Asparagus Stuffed Chicken Thighs With Caramelized Onions And Rice
5 chicken thighs, boneless & skinless
1 bundle of asparagus (about 15 - 20 stalks), stalks trimmed
2 large onions, sliced
1 Tbsp butter
1 Tbsp olive oil
salt & pepper
5 cups rice, prepared
Prepare chicken and asparagus - Preheat oven to 375.
Place one chicken thigh, flat, on work surface, place 3 - 4 stalks of trimmed asparagus on the thigh.
Roll up and place, seal side down, in a 9 X 9 (or 9 X 13) oven safe dish, lightly sprayed with cooking spray. You can use toothpicks to help keep the chicken thigh together, if desired.
Repeat with remaining thighs and asparagus.
Season well with salt and pepper.
Bake in 375 oven until chicken is cooked through and asparagus is tender - about 30 - 40 minutes.

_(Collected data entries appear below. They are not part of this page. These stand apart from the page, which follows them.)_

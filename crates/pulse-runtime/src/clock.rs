//! Monotonic microsecond clocks.
//!
//! The sampler only ever asks "what time is it" as a wrapping 32-bit
//! microsecond counter. [`SystemClock`] derives that counter from
//! [`Instant`]; [`ManualClock`] lets tests and simulations drive time by hand,
//! including across the 2^32 wrap.

use pulse_common::time::Micros;
use std::sync::atomic::{AtomicU32, Ordering};
use std::sync::Arc;
use std::time::Instant;

/// Source of monotonic time for due-ness checks and timing analysis.
///
/// Must be callable from both the urgent and the normal context.
pub trait MonotonicClock: Send + Sync {
    /// Current time on the wrapping microsecond timeline.
    fn now_micros(&self) -> Micros;
}

/// Wall-independent clock backed by [`Instant`].
#[derive(Debug, Clone, Copy)]
pub struct SystemClock {
    origin: Instant,
}

impl SystemClock {
    /// Create a clock whose counter reads zero now.
    #[must_use]
    pub fn new() -> Self {
        Self {
            origin: Instant::now(),
        }
    }
}

impl Default for SystemClock {
    fn default() -> Self {
        Self::new()
    }
}

impl MonotonicClock for SystemClock {
    #[allow(clippy::cast_possible_truncation)]
    fn now_micros(&self) -> Micros {
        // Truncation is the wrap.
        Micros(self.origin.elapsed().as_micros() as u32)
    }
}

/// Hand-driven clock. Clones share the same counter.
#[derive(Debug, Clone, Default)]
pub struct ManualClock {
    now: Arc<AtomicU32>,
}

impl ManualClock {
    /// Create a clock reading `start`.
    #[must_use]
    pub fn starting_at(start: Micros) -> Self {
        Self {
            now: Arc::new(AtomicU32::new(start.as_u32())),
        }
    }

    /// Jump to an absolute time.
    pub fn set(&self, now: Micros) {
        self.now.store(now.as_u32(), Ordering::Release);
    }

    /// Advance by `delta_us`, wrapping at 2^32.
    pub fn advance(&self, delta_us: u32) {
        // fetch_add on atomics wraps on overflow.
        self.now.fetch_add(delta_us, Ordering::AcqRel);
    }
}

impl MonotonicClock for ManualClock {
    fn now_micros(&self) -> Micros {
        Micros(self.now.load(Ordering::Acquire))
    }
}
#[cfg(test)]
mod tests {
    use super::*;
    use crate::clock::ManualClock;
    use crate::source::{SimulatedSource, Waveform};
    use crate::trigger::SimulatedTrigger;

    fn script(values: &[i32]) -> SimulatedSource {
        SimulatedSource::new(Waveform::Script(values.to_vec()))
    }

    fn polling(
        channels: usize,
        clock: &ManualClock,
    ) -> PulseScheduler<SensorChannel, SimulatedSource, ManualClock> {
        let channels = (0..channels)
            .map(|i| SensorChannel::new(u8::try_from(i).unwrap()))
            .collect();
        SchedulerBuilder::new(channels, script(&[500, 600, 700]))
            .clock(clock.clone())
            .build()
            .unwrap()
    }

    fn interrupt(
        trigger: &SimulatedTrigger,
    ) -> PulseScheduler<SensorChannel, SimulatedSource, ManualClock, SimulatedTrigger> {
        SchedulerBuilder::new(vec![SensorChannel::new(0)], script(&[500, 600, 700]))
            .clock(ManualClock::default())
            .trigger(trigger.clone())
            .build()
            .unwrap()
    }

    #[test]
    fn test_builder_rejects_bad_input() {
        let empty: Vec<SensorChannel> = Vec::new();
        assert!(SchedulerBuilder::new(empty, script(&[0])).build().is_err());

        let zero_rate = SchedulerBuilder::new(vec![SensorChannel::new(0)], script(&[0]))
            .sample_rate_hz(0)
            .build();
        assert!(matches!(zero_rate, Err(PulseError::Config(_))));
    }

    #[test]
    fn test_initialize_defaults() {
        let scheduler = PulseScheduler::initialize(3, script(&[0])).unwrap();
        assert_eq!(scheduler.channel_count(), 3);
        assert_eq!(scheduler.mode(), SamplingMode::Polling);
        assert_eq!(scheduler.sample_period(), Duration::from_millis(2));
        assert!(scheduler.is_paused());
        assert_eq!(scheduler.with_channel(2, Channel::analog_input), Some(2));

        let widest = PulseScheduler::initialize(256, script(&[0])).unwrap();
        assert_eq!(widest.with_channel(255, Channel::analog_input), Some(255));
        assert!(matches!(
            PulseScheduler::initialize(257, script(&[0])),
            Err(PulseError::Config(_))
        ));
    }

    #[test]
    fn test_polling_end_to_end() {
        let clock = ManualClock::default();
        let mut scheduler = polling(2, &clock);
        scheduler.start().unwrap();
        assert_eq!(scheduler.next_due(), Micros(2000));

        clock.set(Micros(1500));
        assert!(!scheduler.poll_and_clear());
        assert_eq!(scheduler.cycle_count(), 0);

        clock.set(Micros(2100));
        assert!(scheduler.poll_and_clear());
        assert_eq!(scheduler.next_due(), Micros(4000));
        assert_eq!(scheduler.latest_sample(0), Some(500));
        assert_eq!(scheduler.latest_sample(1), Some(500));

        // Same instant: nothing new.
        assert!(!scheduler.poll_and_clear());
        assert_eq!(scheduler.cycle_count(), 1);
    }

    #[test]
    fn test_start_twice_fails() {
        let clock = ManualClock::default();
        let mut scheduler = polling(1, &clock);
        scheduler.start().unwrap();
        assert!(scheduler.start().is_err());
        assert_eq!(scheduler.state(), RunState::Active);
    }

    #[test]
    fn test_paused_poll_is_false() {
        let clock = ManualClock::default();
        let mut scheduler = polling(1, &clock);
        clock.set(Micros(10_000));
        // Never started.
        assert!(!scheduler.poll_and_clear());
        assert!(!scheduler.acquire_and_process_all());
        assert_eq!(scheduler.cycle_count(), 0);
    }

    #[test]
    fn test_interrupt_flag_coalesces() {
        let trigger = SimulatedTrigger::new();
        let mut scheduler = interrupt(&trigger);
        scheduler.start().unwrap();
        assert_eq!(trigger.period(), Some(Duration::from_millis(2)));

        assert!(trigger.fire());
        assert!(trigger.fire());
        assert!(trigger.fire());
        assert!(scheduler.poll_and_clear());
        assert!(!scheduler.poll_and_clear());
        assert_eq!(scheduler.cycle_count(), 3);
        assert_eq!(scheduler.latest_sample(0), Some(700));
        assert!(trigger.critical_sections() >= 2);
    }

    #[test]
    fn test_install_failure_stays_paused() {
        let trigger = SimulatedTrigger::new();
        trigger.fail_install(true);
        let mut scheduler = interrupt(&trigger);

        assert!(matches!(scheduler.start(), Err(PulseError::TriggerInstall(_))));
        assert!(scheduler.is_paused());
        assert!(!trigger.fire());
        assert!(!scheduler.poll_and_clear());

        // A later attempt may still succeed.
        trigger.fail_install(false);
        scheduler.start().unwrap();
        assert!(!scheduler.is_paused());
    }

    #[test]
    fn test_pause_resets_and_blocks_sampling() {
        let trigger = SimulatedTrigger::new();
        let mut scheduler = interrupt(&trigger);
        scheduler.start().unwrap();
        trigger.fire();
        trigger.fire();
        assert_eq!(scheduler.pulse_amplitude(0), Some(100));

        scheduler.pause().unwrap();
        assert!(scheduler.is_paused());
        assert!(!trigger.fire());
        assert!(!scheduler.poll_and_clear());
        assert!(!scheduler.acquire_and_process_all());
        assert_eq!(scheduler.pulse_amplitude(0), Some(0));
        assert_eq!(
            scheduler.with_channel(0, SensorChannel::processed_since_reset),
            Some(0)
        );
        // Raw telemetry survives the reset.
        assert_eq!(scheduler.latest_sample(0), Some(600));

        scheduler.resume().unwrap();
        assert_eq!(scheduler.latest_sample(0), Some(600));
        assert!(trigger.fire());
        assert!(scheduler.poll_and_clear());
        assert_eq!(scheduler.latest_sample(0), Some(700));
    }

    #[test]
    fn test_full_range_samples_do_not_panic() {
        let clock = ManualClock::default();
        let mut scheduler =
            SchedulerBuilder::new(vec![SensorChannel::new(0)], script(&[i32::MAX, i32::MIN]))
                .clock(clock.clone())
                .build()
                .unwrap();
        scheduler.start().unwrap();

        clock.set(Micros(2000));
        assert!(scheduler.poll_and_clear());
        clock.set(Micros(4000));
        assert!(scheduler.poll_and_clear());

        assert_eq!(scheduler.latest_sample(0), Some(i32::MIN));
        assert_eq!(scheduler.pulse_amplitude(0), Some(i32::MAX));
        // The core lock is still usable.
        clock.set(Micros(6000));
        assert!(scheduler.poll_and_clear());
        assert_eq!(scheduler.cycle_count(), 3);
    }

    #[test]
    fn test_pause_clears_pending_flag() {
        let trigger = SimulatedTrigger::new();
        let mut scheduler = interrupt(&trigger);
        scheduler.start().unwrap();
        trigger.fire();
        scheduler.pause().unwrap();
        scheduler.resume().unwrap();
        assert!(!scheduler.poll_and_clear());
    }

    #[test]
    fn test_pause_failure_keeps_active() {
        let trigger = SimulatedTrigger::new();
        let mut scheduler = interrupt(&trigger);
        scheduler.start().unwrap();
        trigger.fire();
        trigger.fire();

        trigger.fail_suppress(true);
        assert!(matches!(scheduler.pause(), Err(PulseError::TriggerSuppress(_))));
        assert_eq!(scheduler.state(), RunState::Active);
        // No reset happened.
        assert_eq!(scheduler.pulse_amplitude(0), Some(100));
        assert!(trigger.fire());
    }

    #[test]
    fn test_resume_failure_stays_paused() {
        let trigger = SimulatedTrigger::new();
        let mut scheduler = interrupt(&trigger);
        scheduler.start().unwrap();
        scheduler.pause().unwrap();

        trigger.fail_restore(true);
        assert!(matches!(scheduler.resume(), Err(PulseError::TriggerRestore(_))));
        assert!(scheduler.is_paused());
        assert!(!trigger.fire());
    }

    #[test]
    fn test_polling_resume_reanchors() {
        let clock = ManualClock::default();
        let mut scheduler = polling(1, &clock);
        scheduler.start().unwrap();
        scheduler.pause().unwrap();

        clock.set(Micros(50_000));
        scheduler.resume().unwrap();
        assert_eq!(scheduler.next_due(), Micros(52_000));
        assert!(!scheduler.poll_and_clear());

        clock.set(Micros(52_000));
        assert!(scheduler.poll_and_clear());
        assert!(!scheduler.poll_and_clear());
    }

    #[test]
    fn test_is_due_across_wrap() {
        let clock = ManualClock::starting_at(Micros(u32::MAX - 999));
        let mut scheduler = polling(1, &clock);
        scheduler.start().unwrap();
        assert_eq!(scheduler.next_due(), Micros(1000));

        assert!(!scheduler.is_due(Micros(u32::MAX)));
        assert!(!scheduler.is_due(Micros(999)));
        assert!(scheduler.is_due(Micros(1000)));

        clock.set(Micros(1000));
        assert!(scheduler.poll_and_clear());
        clock.set(Micros(1001));
        assert!(!scheduler.poll_and_clear());
    }

    #[test]
    fn test_out_of_range_accessors() {
        let clock = ManualClock::default();
        let scheduler = polling(2, &clock);

        scheduler.set_analog_input(2, 9);
        scheduler.set_threshold(5, 1);
        scheduler.blink_on_pulse(2, 13);
        scheduler.fade_on_pulse(2, 5);

        assert_eq!(scheduler.latest_sample(2), None);
        assert_eq!(scheduler.pulse_amplitude(2), None);
        assert_eq!(scheduler.beats_per_minute(2), None);
        assert_eq!(scheduler.inter_beat_interval_ms(2), None);
        assert_eq!(scheduler.last_beat_time(2), None);
        assert!(!scheduler.saw_start_of_beat(2));
        assert!(!scheduler.is_inside_beat(2));
    }

    #[test]
    fn test_in_range_setters() {
        let clock = ManualClock::default();
        let scheduler = polling(2, &clock);

        scheduler.set_analog_input(1, 7);
        scheduler.set_threshold(1, 600);
        scheduler.blink_on_pulse(1, 13);
        scheduler.fade_on_pulse(1, 5);

        let channel = scheduler.with_channel(1, Clone::clone).unwrap();
        assert_eq!(channel.analog_input(), 7);
        assert_eq!(channel.threshold(), 600);
        assert_eq!(channel.blink_output(), Some(13));
        assert_eq!(channel.fade_output(), Some(5));
        assert_eq!(scheduler.beats_per_minute(1), Some(0));
    }

    #[test]
    fn test_timing_restarts_on_resume() {
        let clock = ManualClock::default();
        let channels = vec![SensorChannel::new(0)];
        let mut scheduler = SchedulerBuilder::new(channels, script(&[1]))
            .clock(clock.clone())
            .timing_analysis(TimingAnalysisConfig {
                enabled: true,
                window: 100,
                tolerance: Duration::from_micros(100),
            })
            .build()
            .unwrap();
        scheduler.start().unwrap();

        for t in [2000, 4000, 6000] {
            clock.set(Micros(t));
            assert!(scheduler.poll_and_clear());
        }
        assert_eq!(scheduler.timing().unwrap().total_intervals, 2);

        scheduler.pause().unwrap();
        clock.set(Micros(100_000));
        scheduler.resume().unwrap();
        clock.set(Micros(102_000));
        assert!(scheduler.poll_and_clear());

        // The pause gap is not an interval.
        let snap = scheduler.timing().unwrap();
        assert_eq!(snap.total_intervals, 2);
        assert_eq!(snap.max_us, Some(2000));
    }

    #[test]
    fn test_context_free_trigger_uses_dispatch_slot() {
        let _guard = dispatch::test_guard();
        let trigger = SimulatedTrigger::new().context_free();
        let mut first = interrupt(&trigger);
        first.start().unwrap();
        assert!(dispatch::is_registered());

        assert!(trigger.fire());
        assert!(first.poll_and_clear());

        let other = SimulatedTrigger::new().context_free();
        let mut second = interrupt(&other);
        assert_eq!(second.start().unwrap_err(), PulseError::InstanceConflict);
        assert!(second.is_paused());

        drop(first);
        assert!(!dispatch::is_registered());
        second.start().unwrap();
        assert!(dispatch::is_registered());
    }
}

While chicken is cooking, prepare onions.
Prepare onions - In a large frying pan or sauce pan, over medium heat, place butter and olive oil and sliced onions.
Cook and stir periodically for 10 minutes. If onions appear to be drying out then reduce heat. Sprinkle with salt and pepper. Continue to cook and stir periodically until onions are reduced and browned - about 20 - 25 minutes.
To serve meal - Place 1 cup of the prepared rice (use your favorite - brown rice, basmati, jasmine, etc...) on each serving plate. Top with 1/5 of the caramelized onions.
Top each plate with one of the cooked chicken thighs/asparagus.
Sprinkle with a little more salt and pepper - if desired.
If desired you can give it a little drizzle from the lemon wedge just to brighten it up.
Makes 5 servings but can easily be halved or doubled.
No need for sauces with this recipe. The individual flavors stand out while still mingling well with each other. Easy enough for weeknight dinners but fancy enough to serve to company!